Se ha propuesto al tiosulfato como el intermediario principal en la oxidación de los
sulfuros metálicos. En el ciclo biológico de este compuesto están involucrados diversos
tipos de enzima, tales como la tiosulfato deshidrogenasa, tiosulfato reductasas y las
rodanasas (tiosulfato azufretransferasas). Estas últimas son una familia de enzimas
ampliamente distribuidas que catalizan la transferencia de un átomo de azufre sulfano
desde el tiosulfato al cianuro como aceptor. La actividad rodanasa ha sido descrita en
A. ferrooxidans, lo que sugiere la existencia de una o varias proteínas pertenecientes a
esta familia.
Mediante análisis bioinformáticos se encontraron ocho secuencias nucleotídicas que
contenían un dominio rodanasa simple en el genoma de Acidiothiobacillus ferrooxidans
ATCC 23270: p11, p14, p14.3, p15, p16, p16.2, p21, y p28. De estos ocho genes, se
aislaron seis desde el ADN total de A.ferrooxidans, se clonaron y sobreexpresaron en
Escherichia coli.
Posteriormente se determinó que las proteínas P15 y P16.2 presentaban claramente
actividad rodanasa, medida en extractos crudos de E. coli recombinantes.
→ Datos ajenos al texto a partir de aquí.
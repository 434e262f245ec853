use anyhow::{Context, Result};
use clap::{Parser, Subcommand};
use feedmill::feed::{Dialect, FeedSession, UpdatePolicy};
use feedmill::search::{to_feed_url, FeedSearch, SearchResult};
use feedmill::transport::{HttpTransport, Transport};
use feedmill::util::{one_line, sanitize_for_terminal};
use feedmill::Config;
use std::path::PathBuf;
use std::sync::Arc;

/// Get the config directory path (~/.config/feedmill/)
fn get_config_dir() -> Result<PathBuf> {
    let home = std::env::var("HOME").context("HOME environment variable not set")?;
    Ok(PathBuf::from(home).join(".config").join("feedmill"))
}

#[derive(Parser, Debug)]
#[command(
    name = "feedmill",
    about = "Read RSS 2.0, RSS 1.0 and Atom feeds, or search for new ones"
)]
struct Args {
    /// Config file (defaults to ~/.config/feedmill/config.toml)
    #[arg(long, value_name = "FILE", global = true)]
    config: Option<PathBuf>,

    #[command(subcommand)]
    command: Command,
}

#[derive(Subcommand, Debug)]
enum Command {
    /// Fetch a feed and print its articles
    View {
        /// Feed URL
        url: String,

        /// Feed dialect: rss2, rss1, atom or infer
        #[arg(long, default_value_t = Dialect::Infer)]
        dialect: Dialect,

        /// Fetch with the blocking client instead of the async one
        #[arg(long)]
        blocking: bool,
    },
    /// Search for feeds
    Search {
        /// Search term (defaults to "tech")
        #[arg(default_value = "")]
        term: String,

        /// Maximum number of results
        #[arg(long, default_value_t = 20)]
        limit: usize,

        /// Print the raw results as JSON
        #[arg(long)]
        json: bool,

        /// Open the result at this index (0-based) as a feed
        #[arg(long, value_name = "INDEX")]
        open: Option<usize>,
    },
}

fn load_config(path: Option<PathBuf>) -> Result<Config> {
    let path = match path {
        Some(path) => path,
        None => get_config_dir()?.join("config.toml"),
    };
    Config::load(&path).with_context(|| format!("Failed to load config: {}", path.display()))
}

fn print_session(session: &FeedSession) {
    println!("{}", sanitize_for_terminal(&one_line(session.title())));
    if !session.description().is_empty() {
        println!("{}", sanitize_for_terminal(&one_line(session.description())));
    }
    println!(
        "{} ({})",
        sanitize_for_terminal(session.url()),
        session.dialect()
    );
    println!();

    for article in session.articles() {
        println!("- {}", sanitize_for_terminal(&one_line(article.title())));
        if !article.description().is_empty() {
            println!("  {}", sanitize_for_terminal(&one_line(article.description())));
        }
        if !article.link().is_empty() {
            println!("  {}", sanitize_for_terminal(article.link()));
        }
    }
}

fn print_results(results: &[SearchResult]) {
    for (index, result) in results.iter().enumerate() {
        let title = result.title.as_deref().unwrap_or("(untitled)");
        println!("[{}] {}", index, sanitize_for_terminal(&one_line(title)));
        if let Some(description) = result.description.as_deref() {
            println!("    {}", sanitize_for_terminal(&one_line(description)));
        }
        match to_feed_url(result) {
            Ok(url) => println!("    {}", sanitize_for_terminal(&url)),
            Err(e) => println!("    ({})", e),
        }
    }
}

async fn view(config: &Config, url: String, dialect: Dialect, blocking: bool) -> Result<()> {
    let policy = UpdatePolicy::from_config(config);

    if blocking {
        // The blocking client owns a runtime of its own and must be built and
        // dropped off the async worker threads.
        let config = config.clone();
        return tokio::task::spawn_blocking(move || -> Result<()> {
            let transport: Arc<dyn Transport> = Arc::new(
                HttpTransport::from_config(&config).context("Failed to build HTTP client")?,
            );
            let mut session =
                FeedSession::new(transport, url, dialect).with_update_policy(policy);
            session
                .refresh_blocking()
                .with_context(|| format!("Failed to refresh feed: {}", session.url()))?;
            print_session(&session);
            Ok(())
        })
        .await
        .context("Blocking refresh task panicked")?;
    }

    let transport: Arc<dyn Transport> =
        Arc::new(HttpTransport::from_config(config).context("Failed to build HTTP client")?);
    let mut session = FeedSession::new(transport, url, dialect).with_update_policy(policy);
    session
        .refresh()
        .await
        .with_context(|| format!("Failed to refresh feed: {}", session.url()))?;
    print_session(&session);
    Ok(())
}

async fn search(
    config: &Config,
    term: &str,
    limit: usize,
    json: bool,
    open: Option<usize>,
) -> Result<()> {
    let transport: Arc<dyn Transport> =
        Arc::new(HttpTransport::from_config(config).context("Failed to build HTTP client")?);
    let searcher = FeedSearch::from_config(transport, config);

    let results = searcher
        .search(term, limit)
        .await
        .context("Feed search failed")?;

    if let Some(index) = open {
        let result = results.get(index).with_context(|| {
            format!("No result at index {} ({} results)", index, results.len())
        })?;
        let session = searcher
            .open_result(result)
            .await
            .context("Failed to open search result")?;
        print_session(&session);
        return Ok(());
    }

    if json {
        let output =
            serde_json::to_string_pretty(&results).context("Failed to serialize results")?;
        println!("{}", output);
    } else if results.is_empty() {
        eprintln!("No feeds found");
    } else {
        print_results(&results);
    }
    Ok(())
}

#[tokio::main]
async fn main() -> Result<()> {
    // Initialize tracing for debug logging
    tracing_subscriber::fmt()
        .with_env_filter(tracing_subscriber::EnvFilter::from_default_env())
        .init();

    let args = Args::parse();
    let config = load_config(args.config)?;

    match args.command {
        Command::View {
            url,
            dialect,
            blocking,
        } => view(&config, url, dialect, blocking).await,
        Command::Search {
            term,
            limit,
            json,
            open,
        } => search(&config, &term, limit, json, open).await,
    }
}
De estas dos
rodanasas, se purificó la proteína P15 a través de cromatografía de afinidad en columnas
de níquel-NTA. Una vez purificada esta proteína se procedió a caracterizarla preliminarmente, midiéndo el pH óptimo, la Km y la Vmax para dos de sus sustratos,
tiosulfato y cianuro.
Los resultados obtenidos en esta tesis ayudarán a entender el posible papel de las
rodanasas en el metabolismo u oxidación de los compuestos azufrados, lo que puede ser
importante para el funcionamiento óptimo de las operaciones de biominería.